Requirement: Your answer should hold exactly the lines from the one containing "#[tokio::main]" through the end of the material, and no others.

Source material:
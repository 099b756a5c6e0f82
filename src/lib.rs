//! Playlist Downloader Core Library
//!
//! This library provides the fetch-orchestration engine behind the
//! `playlist-dl` tool: it turns one URL (a single video or a whole
//! playlist) into an ordered worklist, fetches every item through an
//! external backend with bounded concurrency, skips items already recorded
//! in the completion ledger, and aggregates a per-item report.
//!
//! # Architecture
//!
//! The library is organized into the following modules:
//! - [`quality`] - Quality token to format-selector resolution
//! - [`ledger`] - Append-only completion ledger (`_archive.txt`)
//! - [`worklist`] - Item resolution and folder-name sanitization
//! - [`backend`] - Probe/fetch capability traits and the yt-dlp backend
//! - [`fetch`] - Per-item worker and bounded-concurrency engine

// Clippy lints - strict for library code
#![deny(clippy::unwrap_used)]
#![deny(clippy::expect_used)]
#![warn(clippy::pedantic)]
#![allow(clippy::module_name_repetitions)]

pub mod backend;
pub mod fetch;
pub mod ledger;
pub mod quality;
pub mod worklist;

// Re-export commonly used types
pub use backend::{
    BackendError, FetchBackend, FetchRequest, MergeFormat, MetadataProbe, ProbeResult,
    YtDlpBackend,
};
pub use fetch::{
    DEFAULT_FRAGMENT_CONCURRENCY, DEFAULT_RETRIES, EngineError, FailedItem, FetchEngine,
    FetchOutcome, FetchSettings, FetchWorker, OutcomeStatus, RunReport, default_worker_count,
};
pub use ledger::{CompletionLedger, LEDGER_FILE_NAME, LedgerError};
pub use quality::{QualityPolicy, QualityResolution, resolve_quality};
pub use worklist::{ItemResolver, ResolveError, ResolveMode, ResolvedWorklist, WorkItem};
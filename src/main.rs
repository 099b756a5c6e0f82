//! CLI entry point for playlist-dl.

use std::process::ExitCode;

mod app;
mod app_config;
mod cli;
mod output;

/// Process exit outcome.
#[derive(Debug, Clone, Copy, PartialEq, Eq)]
pub(crate) enum ProcessExit {
    /// Run finished, whether or not individual items failed.
    Success,
    /// Configuration or resolution error before any fetch started.
    Failure,
    /// Stopped by Ctrl+C.
    Interrupted,
}

impl ProcessExit {
    pub(crate) fn code(self) -> u8 {
        match self {
            Self::Success => 0,
            Self::Failure => 1,
            Self::Interrupted => 130,
        }
    }
}

#[tokio::main]
async fn main() -> ExitCode {
    match app::runtime::run_playlist_dl().await {
        Ok(exit) => ExitCode::from(exit.code()),
        Err(error) => {
            eprintln!("Error: {error:#}");
            ExitCode::from(ProcessExit::Failure.code())
        }
    }
}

Answer to the exercise:
#[tokio::main]
async fn main() -> ExitCode {
    match app::runtime::run_playlist_dl().await {
        Ok(exit) => ExitCode::from(exit.code()),
        Err(error) => {
            eprintln!("Error: {error:#}");
            ExitCode::from(ProcessExit::Failure.code())
        }
    }
}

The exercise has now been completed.